Daniel Ludwig grew up on the shores of Lake Michigan near Ludwig’s Pier, built by his grandfather in a little port, from which four of his uncles captained vessels plying the Great Lakes. So when his natural entrepreneurial instincts began to show themselves it’s not surprising they took a nautical form. As a 9-year-old he paid $75 (which he’d earned selling popcorn and shining shoes) to buy a small sunken boat which he promptly salvaged and rented out. Bitten by the bug of commercial imagination, he left school after eighth grade and went to work. At age 19 he bought an old paddle steamer with $5,000 of borrowed money, and slowly built a shipping fleet around it. After World War II he started building tankers in Japan, using cheap local labor and a new technique he’d overseen which welded rather than riveted the ships together. Creating a series of ever-larger vessels, he pioneered the supertanker, and built his shipping firm into one of the largest in the world.

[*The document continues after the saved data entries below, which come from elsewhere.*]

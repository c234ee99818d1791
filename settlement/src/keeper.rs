//! The settlement keeper — shared state and helpers behind every workflow
//! entry point.

use crate::error::SettlementError;
use crate::flows::{BalanceFlow, Flow};
use custos_chain::adapter::ChainAdapter;
use custos_chain::registry::TokenRegistry;
use custos_ledger::AssetLedger;
use custos_orders::{Order, OrderKeeper};
use custos_quorum::{payload_digest, ConfirmationBook, EvidenceKeeper, PayloadDigest, ValidatorSet};
use custos_store::asset::AssetStore;
use custos_store::cu::{CuInfo, CuStore};
use custos_store::deposit::DepositStore;
use custos_store::order::OrderStore;
use custos_store::vote::VoteStore;
use custos_types::{Amount, CuAddress, CuKind, OrderId, Symbol, TokenInfo};

/// Orchestrates the settlement workflows over borrowed collaborators.
///
/// One keeper is built per block: the validator-set snapshot and height are
/// fixed at construction so replay at any height sees the state that was
/// current then. All mutation flows through the ledger, order keeper, and
/// confirmation book; the keeper itself holds no caches.
pub struct SettlementKeeper<'a, S, A, R, E>
where
    S: CuStore + AssetStore + DepositStore + OrderStore + VoteStore,
    A: ChainAdapter,
    R: TokenRegistry,
    E: EvidenceKeeper,
{
    pub(crate) store: &'a S,
    pub(crate) adapter: &'a A,
    pub(crate) tokens: &'a R,
    pub(crate) evidence: &'a E,
    pub(crate) validators: ValidatorSet,
    pub(crate) height: u64,
}

impl<'a, S, A, R, E> SettlementKeeper<'a, S, A, R, E>
where
    S: CuStore + AssetStore + DepositStore + OrderStore + VoteStore,
    A: ChainAdapter,
    R: TokenRegistry,
    E: EvidenceKeeper,
{
    pub fn new(
        store: &'a S,
        adapter: &'a A,
        tokens: &'a R,
        evidence: &'a E,
        validators: ValidatorSet,
        height: u64,
    ) -> Self {
        Self {
            store,
            adapter,
            tokens,
            evidence,
            validators,
            height,
        }
    }

    pub(crate) fn ledger(&self) -> AssetLedger<'a, S, S, S> {
        AssetLedger::new(self.store, self.store, self.store)
    }

    pub(crate) fn orders(&self) -> OrderKeeper<'a, S> {
        OrderKeeper::new(self.store)
    }

    pub(crate) fn book(&self) -> ConfirmationBook<'a, S> {
        ConfirmationBook::new(self.store)
    }

    pub(crate) fn token(&self, symbol: &Symbol) -> Result<TokenInfo, SettlementError> {
        Ok(self.tokens.get_token(symbol)?)
    }

    /// Fetch a CU that must already exist.
    pub(crate) fn require_cu(&self, address: &CuAddress) -> Result<CuInfo, SettlementError> {
        self.ledger()
            .get_cu(address)
            .map_err(|_| SettlementError::InvalidAccount(address.to_string()))
    }

    pub(crate) fn require_cu_of_kind(
        &self,
        address: &CuAddress,
        kind: CuKind,
    ) -> Result<CuInfo, SettlementError> {
        self.ledger()
            .get_cu_of_kind(address, kind)
            .map_err(|_| SettlementError::InvalidAccount(address.to_string()))
    }

    /// Load a batch of orders, mapping missing ids to `NotFoundOrder`.
    pub(crate) fn load_orders(&self, ids: &[OrderId]) -> Result<Vec<Order>, SettlementError> {
        ids.iter()
            .map(|id| {
                self.orders()
                    .get(id)
                    .map_err(|_| SettlementError::NotFoundOrder(id.to_string()))
            })
            .collect()
    }

    /// Digest of a confirmation payload: a context tag, the sorted order
    /// ids, and the call's evidence bytes. Sorting makes the digest
    /// independent of argument order.
    pub(crate) fn confirm_digest(
        tag: &str,
        order_ids: &[OrderId],
        evidence: &[u8],
    ) -> PayloadDigest {
        let mut ids: Vec<String> = order_ids.iter().map(|id| id.to_string()).collect();
        ids.sort();
        let mut payload = tag.as_bytes().to_vec();
        for id in ids {
            payload.extend_from_slice(id.as_bytes());
        }
        payload.extend_from_slice(evidence);
        payload_digest(&payload)
    }

    /// The tally an order batch accumulates votes under: its smallest id.
    pub(crate) fn tally_id(order_ids: &[OrderId]) -> Result<OrderId, SettlementError> {
        order_ids
            .iter()
            .min()
            .copied()
            .ok_or_else(|| SettlementError::InvalidOrder("empty order batch".into()))
    }

    /// Forward validators that attested a conflicting payload.
    pub(crate) fn forward_misbehaviour(
        &self,
        order_id: &OrderId,
        conflicting: &[custos_types::ValidatorId],
    ) {
        for validator in conflicting {
            tracing::warn!(%validator, %order_id, "conflicting confirmation payload");
            self.evidence
                .record_misbehaviour_voter(validator, order_id, self.height);
        }
    }

    /// Sum amounts from decoded or stored data, surfacing overflow as a
    /// settlement error instead of a panic.
    pub(crate) fn checked_total<I: IntoIterator<Item = Amount>>(
        amounts: I,
    ) -> Result<Amount, SettlementError> {
        Amount::checked_sum(amounts)
            .ok_or_else(|| SettlementError::AmountError("amount overflow".into()))
    }

    /// Build a balance flow from before/after snapshots.
    pub(crate) fn balance_flow(
        cu: &CuAddress,
        symbol: &Symbol,
        previous_balance: Amount,
        previous_hold: Amount,
        balance: Amount,
        hold: Amount,
    ) -> Flow {
        Flow::Balance(BalanceFlow {
            cu: cu.clone(),
            symbol: symbol.clone(),
            previous_balance,
            balance_change: balance.raw() as i128 - previous_balance.raw() as i128,
            previous_hold,
            hold_change: hold.raw() as i128 - previous_hold.raw() as i128,
        })
    }
}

Ludwig branched out into mining, real estate, and other projects, and by 1976 he was one of only two billionaires in the U.S. Despite his wealth, he remained frugal: flying economy class, famously wearing the same plastic raincoat around Manhattan for years, walking to work, and owning only a 16-year-old Buick as a car when he died at age 95 in 1992.
Ludwig gave away nearly all of his money—and to a single entity, the Ludwig Institute for Cancer Research. Neither the donor nor any of his family members had ever been afflicted by cancer, yet he recognized the disease as a scourge of many innocent victims. Beginning slowly with endowed professorships and other support, the Institute delivered major gifts in 2006 to medical research arms at six institutions: Johns Hopkins, MIT, Harvard, Memorial Sloan Kettering Cancer Center, Stanford, and the University of Chicago.
In 2014, the Ludwig Institute for Cancer Research made its final big donation—offering $540 million to those same six academic cancer centers to endow different aspects of fundamental cancer research at each. (Prevention and early detection at Hopkins, metastasis at MIT, and so forth.) This brought Ludwig’s total contributions to anti-cancer studies to a fighting total of $2.5 billion.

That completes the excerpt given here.